Read The Best of Connie Willis: Award-Winning Stories Page 4


  I turned and looked. A short roundish man with a mustache was trying to check in. “No,” I said. “That’s Dr. Onofrio.”

  “Oh, yes,” Abey said, consulting his program book. “He’s speaking tonight at the opening ceremonies. On the Heisenberg uncertainty principle. Are you going?”

  “I’m not sure,” I said, which was supposed to be a joke, but Abey didn’t laugh.

  “I must meet Dr. Gedanken. He’s just gotten funding for a new project.”

  I wondered what Dr. Gedanken’s new project was—I would have loved to work with him.

  “I’m hoping he’ll come to my workshop on the wonderful world of quantum physics,” Abey said, still watching the desk. Amazingly enough, Dr. Onofrio seemed to have gotten a key and was heading for the elevators. “I think his project has something to do with understanding quantum theory.”

  Well, that let me out. I didn’t understand quantum theory at all. I sometimes had a sneaking suspicion nobody else did, either, including Abey Fields, and that they just weren’t willing to admit it.

  I mean, an electron is a particle except it acts like a wave. In fact, a neutron acts like two waves and interferes with itself (or each other), and you can’t really measure any of this stuff properly because of the Heisenberg uncertainty principle, and that isn’t the worst of it. When you set up a Josephson junction to figure out what rules the electrons obey, they sneak past the barrier to the other side, and they don’t seem to care much about the limits of the speed of light, either, and Schrödinger’s cat is neither alive nor dead till you open the box, and it all makes about as much sense as Tiffany’s calling me Dr. Gedanken.

  Which reminded me, I had promised to call Darlene and give her our room number. I didn’t have a room number, but if I waited much longer, she’d have left.

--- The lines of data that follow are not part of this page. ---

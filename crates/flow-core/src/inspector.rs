//! Dev-mode inspector (spec §4.7, component C7) - optional, toggled by
//! configuration. Step execution itself lives on `ExecutionContext`
//! (`await_step`/`step_continue`/`step_reset`); this module owns the
//! timing table, event log, and debug-bundle assembly.

use chrono::{DateTime, Utc};
use parking_lot::Mutex;
use serde::Serialize;

use crate::context::LogEvent;

#[derive(Debug, Clone, Serialize)]
pub struct NodeTiming {
    pub node_id: String,
    pub started_at: DateTime<Utc>,
    pub finished_at: Option<DateTime<Utc>>,
    pub duration_ms: Option<i64>,
    pub success: Option<bool>,
    pub error_message: Option<String>,
}

/// HTTP request/response pairs issued by library executors (e.g. an HTTP
/// request node), surfaced for post-mortem. The core never issues these
/// itself - it only carries the log for whoever does.
#[derive(Debug, Clone, Serialize)]
pub struct HttpLogEntry {
    pub node_id: String,
    pub method: String,
    pub url: String,
    pub status: Option<u16>,
    pub at: DateTime<Utc>,
}

pub struct Inspector {
    timings: Mutex<Vec<NodeTiming>>,
    events: Mutex<Vec<LogEvent>>,
    http_log: Mutex<Vec<HttpLogEntry>>,
}

impl Inspector {
    pub fn new() -> Self {
        Self {
            timings: Mutex::new(Vec::new()),
            events: Mutex::new(Vec::new()),
            http_log: Mutex::new(Vec::new()),
        }
    }

    pub fn start_node(&self, node_id: &str) {
        self.timings.lock().push(NodeTiming {
            node_id: node_id.to_string(),
            started_at: Utc::now(),
            finished_at: None,
            duration_ms: None,
            success: None,
            error_message: None,
        });
    }

    pub fn finish_node(&self, node_id: &str, success: bool, error_message: Option<String>) {
        let mut timings = self.timings.lock();
        if let Some(entry) = timings.iter_mut().rev().find(|t| t.node_id == node_id && t.finished_at.is_none()) {
            let now = Utc::now();
            entry.finished_at = Some(now);
            entry.duration_ms = Some((now - entry.started_at).num_milliseconds());
            entry.success = Some(success);
            entry.error_message = error_message;
        }
    }

    pub fn push_event(&self, event: LogEvent) {
        self.events.lock().push(event);
    }

    pub fn log_http(&self, entry: HttpLogEntry) {
        self.http_log.lock().push(entry);
    }

    pub fn timings(&self) -> Vec<NodeTiming> {
        self.timings.lock().clone()
    }

    pub fn events(&self) -> Vec<LogEvent> {
        self.events.lock().clone()
    }

    pub fn http_log(&self) -> Vec<HttpLogEntry> {
        self.http_log.lock().clone()
    }
}

impl Default for Inspector {
    fn default() -> Self {
        Self::new()
    }
}

/// A structured snapshot for post-mortem debugging: workflow definition,
/// event log, per-node timings, HTTP logs, and redacted settings.
#[derive(Debug, Clone, Serialize)]
pub struct DebugBundle {
    pub workflow_id: String,
    pub execution_id: String,
    pub workflow: flow_workflow::Workflow,
    pub settings: serde_json::Map<String, serde_json::Value>,
    pub events: Vec<LogEvent>,
    pub timings: Vec<NodeTiming>,
    pub http_log: Vec<HttpLogEntry>,
}

/// Keys commonly carrying secrets; redacted before the bundle leaves the
/// engine.
const REDACTED_SETTINGS_KEYS: &[&str] = &["apikey", "token", "secret", "password", "credential"];

pub fn redact_settings(settings: &serde_json::Map<String, serde_json::Value>) -> serde_json::Map<String, serde_json::Value> {
    settings
        .iter()
        .map(|(k, v)| {
            let lower = k.to_lowercase();
            if REDACTED_SETTINGS_KEYS.iter().any(|needle| lower.contains(needle)) {
                (k.clone(), serde_json::Value::String("<redacted>".to_string()))
            } else {
                (k.clone(), v.clone())
            }
        })
        .collect()
}

impl Inspector {
    /// Assembles the structured post-mortem snapshot (spec §4.7).
    pub fn debug_bundle(&self, workflow: &flow_workflow::Workflow, execution_id: &str) -> DebugBundle {
        DebugBundle {
            workflow_id: workflow.id.clone(),
            execution_id: execution_id.to_string(),
            workflow: workflow.clone(),
            settings: redact_settings(&workflow.settings),
            events: self.events(),
            timings: self.timings(),
            http_log: self.http_log(),
        }
    }
}
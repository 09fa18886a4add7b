//! HTTP surface exposing the Engine API (spec §6): `submit` / `await` /
//! `cancel` / `step.continue` / `step.reset`, plus debug-bundle export.
//!
//! This binary is a thin transport shim. Every request maps directly onto a
//! `flow_core::Engine` call; it holds no workflow/execution state of its
//! own beyond the `Engine` handle itself.

use std::net::SocketAddr;

use axum::extract::{Path, State};
use axum::http::StatusCode;
use axum::response::{IntoResponse, Response};
use axum::routing::{get, post};
use axum::{Json, Router};
use flow_core::{Engine, EngineError, SubmitOptions};
use flow_workflow::{NodeMap, TriggerType, Workflow};
use serde::Deserialize;
use tower_http::cors::CorsLayer;
use tower_http::trace::TraceLayer;
use tracing::info;
use tracing_subscriber::EnvFilter;

#[derive(Clone)]
struct AppState {
    engine: Engine,
}

#[tokio::main]
async fn main() -> anyhow::Result<()> {
    dotenvy::dotenv().ok();

    tracing_subscriber::fmt()
        .with_env_filter(EnvFilter::try_from_default_env().unwrap_or_else(|_| EnvFilter::new("info")))
        .init();

    let dev_mode = std::env::var("FLOW_DEV_MODE")
        .map(|v| v == "1" || v.eq_ignore_ascii_case("true"))
        .unwrap_or(false);
    let engine = Engine::core(dev_mode);
    let state = AppState { engine };

    let app = Router::new()
        .route("/executions", post(submit))
        .route("/executions/:id", get(await_execution))
        .route("/executions/:id/cancel", post(cancel))
        .route("/executions/:id/step/continue", post(step_continue))
        .route("/executions/:id/step/reset", post(step_reset))
        .route("/executions/:id/debug-bundle", get(debug_bundle))
        .layer(CorsLayer::permissive())
        .layer(TraceLayer::new_for_http())
        .with_state(state);

    let addr: SocketAddr = std::env::var("FLOW_SERVER_ADDR")
        .unwrap_or_else(|_| "0.0.0.0:8080".to_string())
        .parse()?;

    info!("workflow execution engine listening on {addr}");
    let listener = tokio::net::TcpListener::bind(addr).await?;
    axum::serve(listener, app).await?;
    Ok(())
}

#[derive(Debug, Deserialize)]
struct SubmitRequest {
    workflow: Workflow,
    #[serde(default)]
    input: NodeMap,
    #[serde(default)]
    dry_run: bool,
    #[serde(default)]
    step_mode: bool,
    /// Seconds, matching the persisted format's other timestamps' unit
    /// conventions.
    #[serde(default)]
    timeout_secs: Option<u64>,
    #[serde(default)]
    trigger_type: TriggerType,
}

async fn submit(State(state): State<AppState>, Json(req): Json<SubmitRequest>) -> Response {
    let opts = SubmitOptions {
        dry_run: req.dry_run,
        step_mode: req.step_mode,
        timeout: req.timeout_secs.map(std::time::Duration::from_secs),
        trigger_type: req.trigger_type,
    };
    match state.engine.submit(req.workflow, req.input, opts) {
        Ok(execution_id) => (StatusCode::ACCEPTED, Json(serde_json::json!({ "executionId": execution_id }))).into_response(),
        Err(e) => engine_error_response(e),
    }
}

async fn await_execution(State(state): State<AppState>, Path(id): Path<String>) -> Response {
    match state.engine.await_execution(&id).await {
        Ok(execution) => Json(execution).into_response(),
        Err(e) => engine_error_response(e),
    }
}

async fn cancel(State(state): State<AppState>, Path(id): Path<String>) -> Response {
    match state.engine.cancel(&id) {
        Ok(()) => StatusCode::OK.into_response(),
        Err(e) => engine_error_response(e),
    }
}

async fn step_continue(State(state): State<AppState>, Path(id): Path<String>) -> Response {
    match state.engine.step_continue(&id) {
        Ok(()) => StatusCode::OK.into_response(),
        Err(e) => engine_error_response(e),
    }
}

async fn step_reset(State(state): State<AppState>, Path(id): Path<String>) -> Response {
    match state.engine.step_reset(&id) {
        Ok(()) => StatusCode::OK.into_response(),
        Err(e) => engine_error_response(e),
    }
}

async fn debug_bundle(State(state): State<AppState>, Path(id): Path<String>) -> Response {
    match state.engine.debug_bundle(&id) {
        Ok(Some(bundle)) => Json(bundle).into_response(),
        Ok(None) => (StatusCode::NOT_FOUND, "dev mode was not enabled for this execution").into_response(),
        Err(e) => engine_error_response(e),
    }
}

fn engine_error_response(err: EngineError) -> Response {
    let status = match &err {
        EngineError::Validation(_) | EngineError::Expression(_) => StatusCode::BAD_REQUEST,
        EngineError::ExecutionNotFound(_) => StatusCode::NOT_FOUND,
        EngineError::NotPaused(_) => StatusCode::CONFLICT,
        EngineError::Node(_) | EngineError::InternalInconsistency(_) => StatusCode::INTERNAL_SERVER_ERROR,
    };
    (status, Json(serde_json::json!({ "error": err.to_string() }))).into_response()
}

She was flying to Denver to speak at C.U. and then coming on to Hollywood sometime tomorrow morning. I interrupted Abey in the middle of his telling me how beautiful Racine was in the winter and went to call her.

  “I don’t have a room yet,” I said when she answered. “Should I leave a message on your answering machine, or do you want to give me your number in Denver?”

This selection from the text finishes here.